Die Magenentleerungsrate ist für viele Absorptionsprozesse von wesentlicher Bedeutung,
da sie die Anflutung einer Substanz in den Dünndarm determiniert. Eine verzögerte Magenentleerung durch fett- oder ballaststoffreiche Mahlzeiten
erhöht mitunter die Freisetzung eines Wirkstoffes
aus bestimmten pharmazeutischen Zubereitungen. Durch die verzögerte Abgabe aus dem
Magen verbessert sich die Absorption solcher
Wirkstoffe, die im Duodenum nur mit geringer
Geschwindigkeit aufgenommen werden.
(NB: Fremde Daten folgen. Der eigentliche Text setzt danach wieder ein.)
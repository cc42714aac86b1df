//! I/O-free domain types for the map explorer.
//!
//! - [`bounds`] - Viewport rectangles and the region keys derived from them
//! - [`property`] - Property listings as the map sees them
//! - [`video`] - Video resource ids and resolution outcomes
//! - [`error`] - Validation errors for the types above

pub mod bounds;
pub mod error;
pub mod property;
pub mod video;

pub use bounds::{GeoBounds, RegionKey, DEFAULT_EPSILON_DEG};
pub use error::DomainError;
pub use property::{merge_for_display, Property, PropertyId};
pub use video::{FailureKind, RateLimitSource, ResolveFailure, VideoId, VideoResolution};
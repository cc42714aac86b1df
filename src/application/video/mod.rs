//! Video delivery resilience: circuit breaker, URL cache and resolver.

pub mod breaker;
pub mod resolver;
pub mod url_cache;

pub use breaker::{BreakerCheck, CircuitBreaker, CircuitBreakerConfig, CircuitState};
pub use resolver::{VideoCoordinator, VideoResolver, VideoResolverConfig};
pub use url_cache::{CachedOutcome, VideoUrlCache, VideoUrlCacheEntry};
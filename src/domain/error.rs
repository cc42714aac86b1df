//! Domain validation errors.
//!
//! Returned by `try_new`/`parse` constructors when an input violates a
//! domain invariant. These are client errors: never retried.

use thiserror::Error;

/// Errors that occur when domain invariants are violated.
#[derive(Error, Debug, Clone, PartialEq)]
pub enum DomainError {
    /// A bounds edge was not a finite number or was out of range.
    #[error("invalid bounds: {reason}")]
    InvalidBounds {
        /// Which invariant failed.
        reason: String,
    },

    /// Video resource ids must be positive integers.
    #[error("invalid video id '{input}': must be a positive integer")]
    InvalidVideoId {
        /// The rejected input.
        input: String,
    },
}
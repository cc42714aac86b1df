//! Viewport loading through shared services.

mod support;

use std::sync::Arc;
use std::time::Duration;

use propview::application::coordinator::DebounceState;
use propview::application::viewport::{DataOrigin, ViewportOutcome, ViewportState};
use propview::domain::GeoBounds;
use propview::error::FetchError;
use propview::testkit::domain::{bounds_at, cdmx_bounds, properties};
use propview::testkit::probe::ScriptedProbe;
use propview::testkit::source::ScriptedPropertySource;

fn jittered_cdmx() -> GeoBounds {
    GeoBounds::try_new(19.449, 19.401, -99.101, -99.199).unwrap()
}

#[tokio::test(start_paused = true)]
async fn jittered_bounds_are_served_from_cache_without_fetch() {
    let source = Arc::new(ScriptedPropertySource::new().respond(Ok(properties(12))));
    let services = support::services::scripted(Arc::clone(&source), Arc::new(ScriptedProbe::new()));
    let loader = services.viewport_loader();

    let first = loader.load(cdmx_bounds()).await.unwrap();
    assert!(first.is_network());
    assert_eq!(services.region_cache().len(), 1);

    let second = services.viewport_loader().load(jittered_cdmx()).await.unwrap();
    assert!(matches!(
        second,
        ViewportOutcome::Ready {
            origin: DataOrigin::Cache,
            ..
        }
    ));
    assert_eq!(second.properties().unwrap().len(), 12);
    assert_eq!(source.calls(), 1);
}

#[tokio::test(start_paused = true)]
async fn sub_epsilon_change_on_ready_viewport_is_unchanged() {
    let source = Arc::new(ScriptedPropertySource::new().respond(Ok(properties(3))));
    let services = support::services::scripted(Arc::clone(&source), Arc::new(ScriptedProbe::new()));
    let loader = services.viewport_loader();

    loader.load(cdmx_bounds()).await.unwrap();
    let outcome = loader.load(jittered_cdmx()).await.unwrap();

    assert!(matches!(outcome, ViewportOutcome::Unchanged { .. }));
    assert_eq!(outcome.properties().unwrap().len(), 3);
    assert_eq!(loader.stats().unchanged, 1);
    assert_eq!(source.calls(), 1);
}

#[tokio::test(start_paused = true)]
async fn burst_of_bounds_events_fetches_once() {
    let source = Arc::new(ScriptedPropertySource::new().respond(Ok(properties(3))));
    let services = support::services::scripted(Arc::clone(&source), Arc::new(ScriptedProbe::new()));
    let loader = services.viewport_loader();

    let first = loader.on_bounds_changed(cdmx_bounds());
    tokio::time::sleep(Duration::from_millis(100)).await;
    let second = loader.on_bounds_changed(jittered_cdmx());

    tokio::time::sleep(Duration::from_millis(600)).await;
    assert_eq!(first.state(), DebounceState::Cancelled);
    assert_eq!(second.state(), DebounceState::Fired);
    assert_eq!(source.calls(), 1);
    assert_eq!(source.bounds_requested(), vec![jittered_cdmx()]);
    assert_eq!(loader.state().name(), "ready");
}

#[tokio::test(start_paused = true)]
async fn zoom_event_evicts_distant_regions_before_loading() {
    let source = Arc::new(
        ScriptedPropertySource::new()
            .respond(Ok(properties(2)))
            .respond(Ok(properties(4))),
    );
    let services = support::services::scripted(Arc::clone(&source), Arc::new(ScriptedProbe::new()));
    let loader = services.viewport_loader();

    loader.load(bounds_at(40.41, -3.70)).await.unwrap();
    loader.on_zoom_changed(cdmx_bounds());
    tokio::time::sleep(Duration::from_millis(400)).await;

    assert_eq!(services.region_cache().regions(), vec![cdmx_bounds()]);
    assert_eq!(loader.visible().unwrap().len(), 4);
}

#[tokio::test(start_paused = true)]
async fn stale_result_for_superseded_bounds_is_not_applied() {
    let source = Arc::new(
        ScriptedPropertySource::new()
            .with_delay(Duration::from_millis(200))
            .respond(Ok(properties(2)))
            .respond(Ok(properties(7))),
    );
    let services = support::services::scripted(Arc::clone(&source), Arc::new(ScriptedProbe::new()));
    let loader = services.viewport_loader();

    let slow = tokio::spawn({
        let loader = loader.clone();
        async move { loader.load(bounds_at(19.6, -99.15)).await }
    });
    tokio::time::sleep(Duration::from_millis(50)).await;
    let latest = loader.load(cdmx_bounds()).await.unwrap();
    let stale = slow.await.unwrap().unwrap();

    assert_eq!(stale, ViewportOutcome::Superseded);
    assert_eq!(latest.properties().unwrap().len(), 7);
    match loader.state() {
        ViewportState::Ready { bounds, .. } => assert_eq!(bounds, cdmx_bounds()),
        other => panic!("expected ready, got {other:?}"),
    }
    // The superseded response still warms the cache.
    assert_eq!(services.region_cache().len(), 2);
    assert_eq!(loader.stats().superseded, 1);
}

#[tokio::test(start_paused = true)]
async fn transient_failure_keeps_last_good_markers() {
    let source = Arc::new(
        ScriptedPropertySource::new()
            .respond(Ok(properties(5)))
            .respond(Err(FetchError::Status(503))),
    );
    let services = support::services::scripted(Arc::clone(&source), Arc::new(ScriptedProbe::new()));
    let loader = services.viewport_loader();
    let mut states = loader.subscribe();

    loader.load(cdmx_bounds()).await.unwrap();
    let outcome = loader.load(bounds_at(40.41, -3.70)).await.unwrap();

    assert!(matches!(
        outcome,
        ViewportOutcome::Failed {
            error: FetchError::Status(503),
            ..
        }
    ));
    assert_eq!(outcome.properties().unwrap().len(), 5);
    assert!(states.has_changed().unwrap());
    match &*states.borrow_and_update() {
        ViewportState::Error { last_good, .. } => {
            assert_eq!(last_good.as_ref().unwrap().len(), 5);
        }
        other => panic!("expected error state, got {other:?}"),
    }
    assert_eq!(loader.markers().len(), 5);
}

#[tokio::test(start_paused = true)]
async fn concurrent_sessions_share_one_fetch() {
    let source = Arc::new(
        ScriptedPropertySource::new()
            .with_delay(Duration::from_millis(100))
            .respond(Ok(properties(6))),
    );
    let services = support::services::scripted(Arc::clone(&source), Arc::new(ScriptedProbe::new()));
    let a = services.viewport_loader();
    let b = services.viewport_loader();

    let (ra, rb) = tokio::join!(a.load(cdmx_bounds()), b.load(cdmx_bounds()));

    assert_eq!(ra.unwrap().properties().unwrap().len(), 6);
    assert_eq!(rb.unwrap().properties().unwrap().len(), 6);
    assert_eq!(source.calls(), 1);
}

#[tokio::test(start_paused = true)]
async fn eleventh_region_evicts_oldest_after_ready() {
    let source = Arc::new(ScriptedPropertySource::new());
    let services = support::services::scripted(Arc::clone(&source), Arc::new(ScriptedProbe::new()));
    let loader = services.viewport_loader();

    // Regions close enough together that distance eviction keeps them all.
    for i in 0..11 {
        let bounds = bounds_at(19.0 + f64::from(i) * 0.03, -99.0);
        loader.load(bounds).await.unwrap();
        tokio::time::advance(Duration::from_millis(10)).await;
    }

    assert_eq!(services.region_cache().len(), 10);
    assert!(!services
        .region_cache()
        .regions()
        .contains(&bounds_at(19.0, -99.0)));
}

#[tokio::test(start_paused = true)]
async fn jitter_while_loading_fetches_once() {
    let source = Arc::new(
        ScriptedPropertySource::new()
            .with_delay(Duration::from_millis(200))
            .respond(Ok(properties(4))),
    );
    let services = support::services::scripted(Arc::clone(&source), Arc::new(ScriptedProbe::new()));
    let loader = services.viewport_loader();

    let first = tokio::spawn({
        let loader = loader.clone();
        async move { loader.load(cdmx_bounds()).await }
    });
    tokio::time::sleep(Duration::from_millis(10)).await;
    let second = loader.load(jittered_cdmx()).await.unwrap();
    let first = first.await.unwrap().unwrap();

    assert!(first.is_network());
    assert_eq!(second.properties().unwrap().len(), 4);
    assert_eq!(source.calls(), 1);
    match loader.state() {
        ViewportState::Ready { bounds, .. } => assert_eq!(bounds, cdmx_bounds()),
        other => panic!("expected ready, got {other:?}"),
    }
}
Bei säure- und/oder alkalilabilen Wirkstoffen ist hingegen
eine möglichst schnelle Magenentleerung bzw.
eine rasche Absorption angestrebt. So sind beispielsweise Digoxin und Penizilline säurelabil,
ebenso wie das Makrolidantibiotikum Erythromycin. Verminderungen der Bioverfügbarkeit kann in
diesen Fällen durch ein säureresistentes Coating
des Arzneistoffs entgegengewirkt werden.
Bei einigen lipophilen Arzneistoffen verbessert
sich die Bioverfügbarkeit bei gleichzeitigem Verzehr von fetthaltigen Mahlzeiten. Dies beruht, je
nach Stoff, auf einer verstärkten Aufnahme in Mizellen oder einer besseren Löslichkeit dieser Arzneistoffe in Gegenwart erhöhter Konzentrationen
von Gallensalzen und Lezithin. Darüber hinaus
sind einige Wirkstoffe besser verträglich, wenn
sie zusammen mit Nahrung verabreicht werden.
Dies gilt beispielsweise für nichtsteroidale Antiphlogistika wie Azetylsalizylsäure, Ibuprofen, Diclofenac und Indometacin.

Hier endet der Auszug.